Return every line from the records below in which the word "HeaderMap" is found.

::: Input records :::

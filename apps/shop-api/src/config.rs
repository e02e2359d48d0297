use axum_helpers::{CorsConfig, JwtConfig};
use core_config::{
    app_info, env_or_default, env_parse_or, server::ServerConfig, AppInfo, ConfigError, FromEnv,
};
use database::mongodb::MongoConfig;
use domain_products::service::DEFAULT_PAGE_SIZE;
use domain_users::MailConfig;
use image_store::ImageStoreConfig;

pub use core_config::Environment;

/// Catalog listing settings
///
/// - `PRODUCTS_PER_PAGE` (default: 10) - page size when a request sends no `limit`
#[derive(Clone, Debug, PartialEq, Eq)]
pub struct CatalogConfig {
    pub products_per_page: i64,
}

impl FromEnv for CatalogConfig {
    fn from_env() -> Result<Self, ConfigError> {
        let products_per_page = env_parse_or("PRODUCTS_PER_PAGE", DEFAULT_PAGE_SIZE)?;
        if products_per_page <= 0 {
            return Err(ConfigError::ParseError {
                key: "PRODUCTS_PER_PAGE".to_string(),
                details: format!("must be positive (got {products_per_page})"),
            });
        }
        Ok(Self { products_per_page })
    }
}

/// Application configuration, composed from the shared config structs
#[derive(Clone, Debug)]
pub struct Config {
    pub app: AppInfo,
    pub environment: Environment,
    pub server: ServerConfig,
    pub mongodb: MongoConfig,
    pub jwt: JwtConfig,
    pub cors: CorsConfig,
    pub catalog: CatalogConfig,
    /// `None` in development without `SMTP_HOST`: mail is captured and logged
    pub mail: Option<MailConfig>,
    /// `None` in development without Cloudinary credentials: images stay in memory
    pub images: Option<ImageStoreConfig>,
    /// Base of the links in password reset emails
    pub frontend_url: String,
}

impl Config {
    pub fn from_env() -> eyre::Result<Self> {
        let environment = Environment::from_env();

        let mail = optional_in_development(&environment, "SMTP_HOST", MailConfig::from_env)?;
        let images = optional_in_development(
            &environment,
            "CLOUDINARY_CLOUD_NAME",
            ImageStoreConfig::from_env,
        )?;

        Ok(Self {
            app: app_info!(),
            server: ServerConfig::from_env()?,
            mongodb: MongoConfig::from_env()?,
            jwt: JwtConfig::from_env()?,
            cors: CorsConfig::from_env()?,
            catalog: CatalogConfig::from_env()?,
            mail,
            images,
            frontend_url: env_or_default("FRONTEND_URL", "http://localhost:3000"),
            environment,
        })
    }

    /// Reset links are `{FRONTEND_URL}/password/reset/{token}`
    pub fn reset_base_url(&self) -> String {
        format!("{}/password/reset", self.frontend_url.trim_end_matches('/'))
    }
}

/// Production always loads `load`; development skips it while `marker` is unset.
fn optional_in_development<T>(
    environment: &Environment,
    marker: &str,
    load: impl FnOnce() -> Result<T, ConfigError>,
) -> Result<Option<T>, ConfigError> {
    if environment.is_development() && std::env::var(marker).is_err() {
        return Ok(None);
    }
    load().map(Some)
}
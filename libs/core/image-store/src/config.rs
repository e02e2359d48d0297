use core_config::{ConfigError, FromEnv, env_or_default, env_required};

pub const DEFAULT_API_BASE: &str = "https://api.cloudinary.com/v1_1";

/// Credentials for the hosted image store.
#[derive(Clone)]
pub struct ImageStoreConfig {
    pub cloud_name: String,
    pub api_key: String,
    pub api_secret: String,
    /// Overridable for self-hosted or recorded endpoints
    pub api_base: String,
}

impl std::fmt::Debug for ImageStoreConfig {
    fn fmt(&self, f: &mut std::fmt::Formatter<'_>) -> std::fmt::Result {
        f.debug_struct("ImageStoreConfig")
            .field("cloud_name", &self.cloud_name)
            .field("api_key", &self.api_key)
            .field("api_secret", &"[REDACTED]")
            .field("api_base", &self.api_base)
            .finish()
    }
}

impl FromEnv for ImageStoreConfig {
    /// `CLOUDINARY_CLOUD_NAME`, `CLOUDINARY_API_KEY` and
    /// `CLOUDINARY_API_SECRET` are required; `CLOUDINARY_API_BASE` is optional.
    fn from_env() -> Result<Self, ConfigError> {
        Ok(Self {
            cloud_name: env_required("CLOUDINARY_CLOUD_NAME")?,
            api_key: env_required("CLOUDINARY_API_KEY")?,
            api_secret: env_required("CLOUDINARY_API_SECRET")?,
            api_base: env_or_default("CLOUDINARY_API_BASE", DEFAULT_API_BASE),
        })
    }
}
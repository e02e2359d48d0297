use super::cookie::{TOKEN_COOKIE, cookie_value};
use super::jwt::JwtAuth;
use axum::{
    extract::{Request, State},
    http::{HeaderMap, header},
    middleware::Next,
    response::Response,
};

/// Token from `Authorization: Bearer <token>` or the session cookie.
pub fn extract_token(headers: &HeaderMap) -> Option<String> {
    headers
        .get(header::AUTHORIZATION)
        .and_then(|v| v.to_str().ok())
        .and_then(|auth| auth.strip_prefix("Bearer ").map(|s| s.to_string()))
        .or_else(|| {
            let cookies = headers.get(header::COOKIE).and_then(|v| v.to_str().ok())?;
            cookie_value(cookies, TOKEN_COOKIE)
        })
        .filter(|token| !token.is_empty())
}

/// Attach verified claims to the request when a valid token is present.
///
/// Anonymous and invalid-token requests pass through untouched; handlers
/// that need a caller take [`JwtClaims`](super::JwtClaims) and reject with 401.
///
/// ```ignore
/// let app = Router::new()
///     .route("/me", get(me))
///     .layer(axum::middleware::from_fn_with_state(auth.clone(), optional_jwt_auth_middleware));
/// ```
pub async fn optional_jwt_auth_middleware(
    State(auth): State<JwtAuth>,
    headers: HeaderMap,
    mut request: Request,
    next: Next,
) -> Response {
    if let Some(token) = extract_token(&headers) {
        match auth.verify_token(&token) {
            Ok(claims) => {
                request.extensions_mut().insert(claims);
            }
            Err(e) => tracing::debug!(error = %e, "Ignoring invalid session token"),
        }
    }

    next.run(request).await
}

:::

» **Result**
    http::{HeaderMap, header},
pub fn extract_token(headers: &HeaderMap) -> Option<String> {
    headers: HeaderMap,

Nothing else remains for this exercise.